4. Todavia, para ser qualificado como deficiente das Forças Armadas seria indispensável apurar, face à conclusão 2., que o acidente referido na conclusão anterior, ocorrido em situação de risco agravado, se encontra numa dupla relação de causalidade adequada com aquela situação e com a incapacidade de 30% que lhe foi atribuída, sendo certo que os elementos de facto disponíveis são insuficientes nesse sentido.




(1Cfr. sobre a caracterização de "serviço de campanha", v.g., o parecer nº 145/79, de 7 de Fevereiro de 1980, Diário da República, II Série, nº 254, de 3 de Novembro de 1980, e "Boletim do Ministério da Justiça", nº 301, págs. 187 e segs.

(2Dos pareceres nº 55/87, de 29 de Julho de 1987, e nº 80/87, de 19 de Novembro de 1987, homologados por despachos de Vossa Excelência, de 12 de Agosto de 1987 e 12 de Janeiro de 1988, inéditos, reflectindo orientação uniforme desta instância consultiva, mantida nos pareceres de mais recente data.

(3Parecer nº 154/88, de 9 de Fevereiro de 1989, aguardando homologação, que ora se segue literalmente.

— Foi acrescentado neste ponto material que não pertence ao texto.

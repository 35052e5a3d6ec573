//! # Server Configuration
//!
//! Plain configuration structs with defaults matching the documented knobs.
//! The port is resolved in three steps: CLI flag, then `REDIS_PORT`, then
//! `PORT`, falling back to 6380. `NODE_ENV` is accepted but ignored.

use std::env;
use std::time::Duration;

use fkv_common::{FkvError, FkvResult};

/// Default listen port.
pub const DEFAULT_PORT: u16 = 6380;

/// Top-level server configuration.
#[derive(Debug, Clone)]
pub struct ServerConfig {
    /// TCP listen port; 0 binds an ephemeral port (used by tests).
    pub port: u16,
    pub writer: WriterConfig,
    pub broker: BrokerConfig,
}

impl Default for ServerConfig {
    fn default() -> Self {
        ServerConfig {
            port: DEFAULT_PORT,
            writer: WriterConfig::default(),
            broker: BrokerConfig::default(),
        }
    }
}

impl ServerConfig {
    /// Configuration for an in-process test server on an ephemeral port.
    pub fn ephemeral() -> Self {
        ServerConfig {
            port: 0,
            ..ServerConfig::default()
        }
    }
}

/// Output-multiplexer tuning.
#[derive(Debug, Clone)]
pub struct WriterConfig {
    /// Maximum messages coalesced into one socket write.
    pub batch_size: usize,
    /// How long a partial batch may wait before it is flushed.
    pub batch_timeout: Duration,
    /// Total queued messages allowed per connection slot.
    pub max_queue_size: usize,
    /// Payloads above this size are split into sequential chunks.
    pub max_chunk_size: usize,
    /// A flush slower than this counts toward the degraded label.
    pub slow_flush_threshold: Duration,
    /// Idle time after which a slot is labeled stale.
    pub stale_after: Duration,
}

impl Default for WriterConfig {
    fn default() -> Self {
        WriterConfig {
            batch_size: 64,
            batch_timeout: Duration::from_millis(5),
            max_queue_size: 1000,
            max_chunk_size: 8192,
            slow_flush_threshold: Duration::from_millis(100),
            stale_after: Duration::from_secs(5 * 60),
        }
    }
}

/// Pub/sub broker tuning.
#[derive(Debug, Clone)]
pub struct BrokerConfig {
    /// Subscriber count at which publishes switch to chunked broadcast.
    pub large_channel_threshold: usize,
    /// Period of the buffered-publish flush.
    pub buffer_flush_interval: Duration,
    /// Buffered payloads per channel that force an early flush.
    pub max_buffered_messages: usize,
    /// When false every publish is delivered directly.
    pub batching: bool,
}

impl Default for BrokerConfig {
    fn default() -> Self {
        BrokerConfig {
            large_channel_threshold: 100,
            buffer_flush_interval: Duration::from_millis(10),
            max_buffered_messages: 100,
            batching: true,
        }
    }
}

/// Resolves the listen port from the environment.
///
/// `REDIS_PORT` wins over `PORT`; an unset environment yields `None` and a
/// set-but-invalid value is a startup error rather than a silent fallback.
pub fn port_from_env() -> FkvResult<Option<u16>> {
    for name in ["REDIS_PORT", "PORT"] {
        if let Ok(raw) = env::var(name) {
            return parse_port(&raw)
                .map(Some)
                .map_err(|_| FkvError::Config(format!("{name}={raw} is not a valid port")));
        }
    }
    Ok(None)
}

/// Parses a port string, requiring the 1..=65535 range.
pub fn parse_port(raw: &str) -> Result<u16, ()> {
    match raw.trim().parse::<u32>() {
        Ok(port) if (1..=65535).contains(&port) => Ok(port as u16),
        _ => Err(()),
    }
}
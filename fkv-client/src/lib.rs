//! # FlareKV Sync Client
//!
//! Provide a lightweight, synchronous Redis-compatible client with
//! connection pooling, plus a dedicated subscriber mode for receiving
//! pushed pub/sub messages.

mod client;
mod pool;

pub use client::{ClientConfig, ClientError, ClientResult, ClientTtl, KVClient, Subscriber};
//! # FlareKV Keyspace Engine
//!
//! Provide the in-memory string keyspace with TTL deadlines, one-shot
//! expiry timers, and the glob matching used by KEYS and SCAN.

pub mod pattern;
pub mod store;

pub use pattern::glob_match;
pub use store::{Store, Ttl};
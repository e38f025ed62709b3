use super::auth::vary_on_authorization;
use crate::errors::ApiError;
use axum::{
    http::{header, HeaderValue},
    response::{IntoResponse, Response},
};
use std::any::Any;
use tower_http::catch_panic::CatchPanicLayer;

/// Turns a handler panic into a `500` that also closes the connection.
///
/// The panic payload is logged; the client gets the generic server error envelope. The
/// unwound future never reached the authentication gate's response path, so `Vary` is
/// stamped here.
pub fn handle_panic(payload: Box<dyn Any + Send + 'static>) -> Response {
    let detail = if let Some(message) = payload.downcast_ref::<String>() {
        message.clone()
    } else if let Some(message) = payload.downcast_ref::<&str>() {
        (*message).to_string()
    } else {
        "unknown panic payload".to_string()
    };

    let mut response = ApiError::ServerError(format!("handler panicked: {detail}")).into_response();
    response.headers_mut().insert(header::CONNECTION, HeaderValue::from_static("close"));
    vary_on_authorization(&mut response);
    response
}

/// Outermost application boundary: catches panics from every layer inside it.
pub fn recover_layer() -> CatchPanicLayer<fn(Box<dyn Any + Send + 'static>) -> Response> {
    CatchPanicLayer::custom(handle_panic as fn(Box<dyn Any + Send + 'static>) -> Response)
}
//! HTTP surface of the Sentinel resource server: axum middleware adapters, error rendering,
//! route handlers, and the [`app::create_app`] assembly.

pub mod app;
pub mod errors;
pub mod middleware;
pub mod router;
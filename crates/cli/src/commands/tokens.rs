use anyhow::{bail, Context, Result};
use chrono::Duration;
use clap::Subcommand;
use sentinel_core::auth::{
    repository::{SqliteRepository, UserRepository},
    store::TokenStore,
    token::TokenScope,
};
use std::sync::Arc;

/// Parses `activation` or `authentication` (case-insensitive).
pub fn parse_scope(raw: &str) -> Result<TokenScope, String> {
    TokenScope::from_str(raw)
        .ok_or_else(|| format!("unknown scope '{raw}', expected 'activation' or 'authentication'"))
}

#[derive(Subcommand)]
pub enum TokensCommands {
    /// Issue a token for an existing user
    Issue {
        #[arg(short, long)]
        user_id: i64,

        #[arg(short, long, value_parser = parse_scope, default_value = "authentication")]
        scope: TokenScope,

        #[arg(long, default_value = "24")]
        ttl_hours: i64,
    },

    /// Revoke every token a user holds in one scope
    Revoke {
        #[arg(short, long)]
        user_id: i64,

        #[arg(short, long, value_parser = parse_scope, default_value = "authentication")]
        scope: TokenScope,
    },
}

pub async fn handle_tokens_command(
    command: TokensCommands,
    repo: Arc<SqliteRepository>,
) -> Result<()> {
    match command {
        TokensCommands::Issue { user_id, scope, ttl_hours } => {
            if ttl_hours <= 0 {
                bail!("--ttl-hours must be positive");
            }

            let user = repo.get_user(user_id).await.context("Failed to look up user")?;
            let tokens = TokenStore::new(repo);
            let token = tokens
                .issue(user.id, Duration::hours(ttl_hours), scope)
                .await
                .context("Failed to issue token")?;

            println!("[SUCCESS] {scope} token issued for '{}'", user.email);
            println!("Token: {}", token.plaintext);
            println!("Expires: {}", token.expiry.format("%Y-%m-%d %H:%M UTC"));
            println!("[WARNING] Save this token securely - it cannot be retrieved later!");
        }

        TokensCommands::Revoke { user_id, scope } => {
            let tokens = TokenStore::new(repo);
            let removed =
                tokens.revoke_all(scope, user_id).await.context("Failed to revoke tokens")?;

            println!("[SUCCESS] Revoked {removed} {scope} token(s) for user {user_id}");
        }
    }

    Ok(())
}
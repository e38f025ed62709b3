use crate::{middleware, router};
use axum::{
    middleware as axum_middleware,
    routing::{delete, get, post, put},
    Router,
};
use sentinel_core::{
    auth::{
        repository::{SqliteRepository, UserRepository},
        store::TokenStore,
    },
    middleware::{BearerAuth, RateLimiter},
    movies::repository::{MovieRepository, SqliteMovieRepository},
};
use sqlx::SqlitePool;
use std::{sync::Arc, time::Duration};
use tower_http::{limit::RequestBodyLimitLayer, trace::TraceLayer};

/// Largest accepted request body.
pub const MAX_BODY_BYTES: usize = 1024 * 1024;

/// Shared handles available to every route handler.
#[derive(Clone)]
pub struct AppState {
    pub tokens: Arc<TokenStore>,
    pub users: Arc<dyn UserRepository>,
    pub movies: Arc<dyn MovieRepository>,
    pub environment: String,
}

impl AppState {
    /// Wires the `SQLite` repositories over one pool, each bounded by `query_timeout`.
    #[must_use]
    pub fn from_pool(pool: SqlitePool, query_timeout: Duration, environment: &str) -> Self {
        let users =
            Arc::new(SqliteRepository::new(pool.clone()).with_query_timeout(query_timeout));
        let movies = Arc::new(SqliteMovieRepository::new(pool).with_query_timeout(query_timeout));

        Self {
            tokens: Arc::new(TokenStore::new(users.clone())),
            users,
            movies,
            environment: environment.to_string(),
        }
    }
}

/// Builds the full application.
///
/// Layers, outermost first: request ID and trace span, request timeout, panic recovery,
/// rate limiting, authentication, then the routes.
pub fn create_app(
    state: AppState,
    rate_limiter: Arc<RateLimiter>,
    request_timeout: Duration,
) -> Router {
    let auth = Arc::new(BearerAuth::new(state.tokens.clone()));
    let (set_request_id, propagate_request_id) = middleware::create_request_id_layers();

    let routes = Router::new()
        .route("/v1/healthcheck", get(router::handle_healthcheck))
        .route("/v1/movies", post(router::handle_create_movie))
        .route(
            "/v1/movies/{id}",
            get(router::handle_show_movie)
                .patch(router::handle_update_movie)
                .delete(router::handle_delete_movie),
        )
        .route("/v1/users/activated", put(router::handle_activate_user))
        .route("/v1/tokens/authentication", delete(router::handle_revoke_authentication_tokens))
        .fallback(router::handle_not_found)
        .with_state(state)
        .layer(axum_middleware::from_fn_with_state(auth, middleware::authenticate_middleware))
        .layer(axum_middleware::from_fn_with_state(
            rate_limiter,
            middleware::rate_limit_middleware,
        ))
        .layer(middleware::recover_layer())
        .layer(RequestBodyLimitLayer::new(MAX_BODY_BYTES));

    middleware::with_request_timeout(routes, request_timeout)
        // propagate runs after set
        .layer(propagate_request_id)
        .layer(TraceLayer::new_for_http().make_span_with(middleware::make_request_span))
        .layer(set_request_id)
}
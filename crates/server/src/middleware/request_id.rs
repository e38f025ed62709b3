//! `x-request-id` handling and the span every request is traced under.
//!
//! A client-supplied id is kept; otherwise a UUID v4 is minted. Either way it is recorded on
//! the request span and echoed on the response.

use axum::{
    body::Body,
    http::{header::HeaderValue, HeaderName, Request},
};
use tower_http::request_id::{MakeRequestId, PropagateRequestIdLayer, RequestId, SetRequestIdLayer};
use tracing::Span;
use uuid::Uuid;

/// Header carrying the per-request id, inbound and outbound.
pub static X_REQUEST_ID: HeaderName = HeaderName::from_static("x-request-id");

/// Mints UUID v4 request ids.
#[derive(Clone, Copy, Default)]
pub struct UuidRequestIdGenerator;

impl MakeRequestId for UuidRequestIdGenerator {
    fn make_request_id<B>(&mut self, _request: &Request<B>) -> Option<RequestId> {
        HeaderValue::from_str(&Uuid::new_v4().to_string()).ok().map(RequestId::new)
    }
}

/// Returns the `(set, propagate)` layer pair; `propagate` must sit inside `set`.
pub fn create_request_id_layers(
) -> (SetRequestIdLayer<UuidRequestIdGenerator>, PropagateRequestIdLayer) {
    (
        SetRequestIdLayer::new(X_REQUEST_ID.clone(), UuidRequestIdGenerator),
        PropagateRequestIdLayer::new(X_REQUEST_ID.clone()),
    )
}

/// `TraceLayer` span factory; requests without an id are recorded as `-`.
pub fn make_request_span(request: &Request<Body>) -> Span {
    let request_id =
        request.headers().get(&X_REQUEST_ID).and_then(|v| v.to_str().ok()).unwrap_or("-");

    tracing::info_span!(
        "request",
        method = %request.method(),
        uri = %request.uri(),
        request_id = %request_id,
    )
}
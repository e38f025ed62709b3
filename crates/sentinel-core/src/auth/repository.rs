use super::{
    token::{Token, TokenScope},
    User,
};
use crate::storage::{get_i32, get_required, with_deadline, StoreError, DEFAULT_QUERY_TIMEOUT};
use async_trait::async_trait;
use chrono::{DateTime, NaiveDateTime, Utc};
use sqlx::{sqlite::SqliteRow, SqlitePool};
use std::time::Duration;

/// Repository trait for credential persistence.
///
/// Provides an abstraction layer enabling testability (mock implementations)
/// and backend flexibility. Implementations must bound every call by a deadline.
#[async_trait]
pub trait TokenRepository: Send + Sync {
    /// Stores the digest, owner, expiry, and scope of a freshly issued credential.
    async fn insert(&self, token: &Token) -> Result<(), StoreError>;

    /// Finds the user owning an unexpired credential with this digest and scope.
    async fn find_user_for_token(
        &self,
        scope: TokenScope,
        hash: &[u8],
    ) -> Result<Option<User>, StoreError>;

    /// Deletes every credential of `user_id` in `scope`, returning how many were removed.
    async fn delete_all_for_user(&self, scope: TokenScope, user_id: i64)
        -> Result<u64, StoreError>;
}

/// Repository trait for user accounts.
#[async_trait]
pub trait UserRepository: Send + Sync {
    /// Inserts the user and fills in `id`, `created_at`, and `version`.
    async fn create_user(&self, user: &mut User) -> Result<(), StoreError>;

    async fn get_user(&self, id: i64) -> Result<User, StoreError>;

    /// Marks the user activated if its stored version still matches `user.version`.
    ///
    /// On success `user.version` is advanced to the stored value. A version mismatch or a
    /// missing row yields [`StoreError::EditConflict`].
    async fn activate_user(&self, user: &mut User) -> Result<i32, StoreError>;
}

pub struct SqliteRepository {
    pool: SqlitePool,
    query_timeout: Duration,
}

impl SqliteRepository {
    #[must_use]
    pub fn new(pool: SqlitePool) -> Self {
        Self { pool, query_timeout: DEFAULT_QUERY_TIMEOUT }
    }

    #[must_use]
    pub fn with_query_timeout(mut self, query_timeout: Duration) -> Self {
        self.query_timeout = query_timeout;
        self
    }

    #[must_use]
    pub fn pool(&self) -> &SqlitePool {
        &self.pool
    }

    fn row_to_user(row: &SqliteRow) -> Result<User, StoreError> {
        Ok(User {
            id: get_required(row, "id")?,
            created_at: DateTime::from_naive_utc_and_offset(
                get_required::<NaiveDateTime>(row, "created_at")?,
                Utc,
            ),
            name: get_required(row, "name")?,
            email: get_required(row, "email")?,
            activated: get_required(row, "activated")?,
            version: get_i32(row, "version")?,
        })
    }
}

#[async_trait]
impl TokenRepository for SqliteRepository {
    async fn insert(&self, token: &Token) -> Result<(), StoreError> {
        with_deadline(
            self.query_timeout,
            sqlx::query(
                r"
                INSERT INTO tokens (hash, user_id, expiry, scope)
                VALUES (?, ?, ?, ?)
                ",
            )
            .bind(token.hash.as_slice())
            .bind(token.user_id)
            .bind(token.expiry.timestamp())
            .bind(token.scope.as_str())
            .execute(&self.pool),
        )
        .await?;

        Ok(())
    }

    async fn find_user_for_token(
        &self,
        scope: TokenScope,
        hash: &[u8],
    ) -> Result<Option<User>, StoreError> {
        // expiry is stored as unix seconds
        let now = Utc::now().timestamp();

        let row = with_deadline(
            self.query_timeout,
            sqlx::query(
                r"
                SELECT users.id, users.created_at, users.name, users.email,
                       users.activated, users.version
                FROM users
                INNER JOIN tokens ON users.id = tokens.user_id
                WHERE tokens.hash = ? AND tokens.scope = ? AND tokens.expiry > ?
                ",
            )
            .bind(hash)
            .bind(scope.as_str())
            .bind(now)
            .fetch_optional(&self.pool),
        )
        .await?;

        row.map(|row| Self::row_to_user(&row)).transpose()
    }

    async fn delete_all_for_user(
        &self,
        scope: TokenScope,
        user_id: i64,
    ) -> Result<u64, StoreError> {
        let result = with_deadline(
            self.query_timeout,
            sqlx::query("DELETE FROM tokens WHERE scope = ? AND user_id = ?")
                .bind(scope.as_str())
                .bind(user_id)
                .execute(&self.pool),
        )
        .await?;

        Ok(result.rows_affected())
    }
}

#[async_trait]
impl UserRepository for SqliteRepository {
    async fn create_user(&self, user: &mut User) -> Result<(), StoreError> {
        let row = with_deadline(
            self.query_timeout,
            sqlx::query(
                r"
                INSERT INTO users (name, email, activated)
                VALUES (?, ?, ?)
                RETURNING id, created_at, version
                ",
            )
            .bind(&user.name)
            .bind(&user.email)
            .bind(user.activated)
            .fetch_one(&self.pool),
        )
        .await?;

        user.id = get_required(&row, "id")?;
        user.created_at = DateTime::from_naive_utc_and_offset(
            get_required::<NaiveDateTime>(&row, "created_at")?,
            Utc,
        );
        user.version = get_i32(&row, "version")?;

        Ok(())
    }

    async fn get_user(&self, id: i64) -> Result<User, StoreError> {
        if id < 1 {
            return Err(StoreError::RecordNotFound);
        }

        let row = with_deadline(
            self.query_timeout,
            sqlx::query(
                r"
                SELECT id, created_at, name, email, activated, version
                FROM users
                WHERE id = ?
                ",
            )
            .bind(id)
            .fetch_optional(&self.pool),
        )
        .await?;

        row.map(|row| Self::row_to_user(&row)).transpose()?.ok_or(StoreError::RecordNotFound)
    }

    async fn activate_user(&self, user: &mut User) -> Result<i32, StoreError> {
        let row = with_deadline(
            self.query_timeout,
            sqlx::query(
                r"
                UPDATE users
                SET activated = 1, version = version + 1
                WHERE id = ? AND version = ?
                RETURNING version
                ",
            )
            .bind(user.id)
            .bind(user.version)
            .fetch_optional(&self.pool),
        )
        .await?;

        let row = row.ok_or(StoreError::EditConflict)?;
        user.version = get_i32(&row, "version")?;
        user.activated = true;

        Ok(user.version)
    }
}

(4Citam-se neste sentido, entre outros, os pareceres: nº 13/79, de 1 de Fevereiro de 1979; nº 95/81, de 22 de Outubro de 1981; nº 80/82, de 9 de Junho de 1982; nº 7/83, de 10 de Fevereiro de 1983. Ver também o parecer nº 42/89, de 8 de Junho do ano corrente, aguardando homologação.

(5Votado na sessão de 29 de Julho de 1977 e homologado por despacho, de 6 de Outubro desse ano, do Senhor Secretário de Estado Adjunto do Ministro da Defesa Nacional.

(6No mesmo sentido, v.g., o parecer nº 10/88, de 23 de Junho de 1988, e os pareceres citados na sua nota 3.
Especificamente no tocante às situações de emboscada, com cambiantes diversas, ver os pareceres: nº 184/76, de 9 de Dezembro de 1976; nº 231/77, de 17 de Novembro de 1977; nº 264/77, de 15 de Dezembro de 1977; nº 56/82, de 29 de Abril de 1982; nº 94/80, de 24 de Julho de 1980; 175/83, de 24 de Novembro de 1983; nº 141/85, de 24 de Abril de 1986; e, ainda o parecer nº 42/89, citado supra, nota 4.

(7Neste sentido o parecer do Chefe do Serviço de Justiça do Quartel General da Região Militar de Coimbra, concluindo: "que não existe um nexo de causalidade entre o acidente que o requerente sofreu e as lesões (...)" e que "não há no presente processo elementos bastantes que permitam estabelecer seguramente um nexo de causalidade entre as actuais sequelas que o requerente diz possuir e o acidente de que foi vítima".
Concordando, despachou, por delegação do Comandante, o 2º Comandante da Região Militar de Coimbra: "Concordo - Não há elementos suficientes para se estabelecer o nexo sequelas-acidente".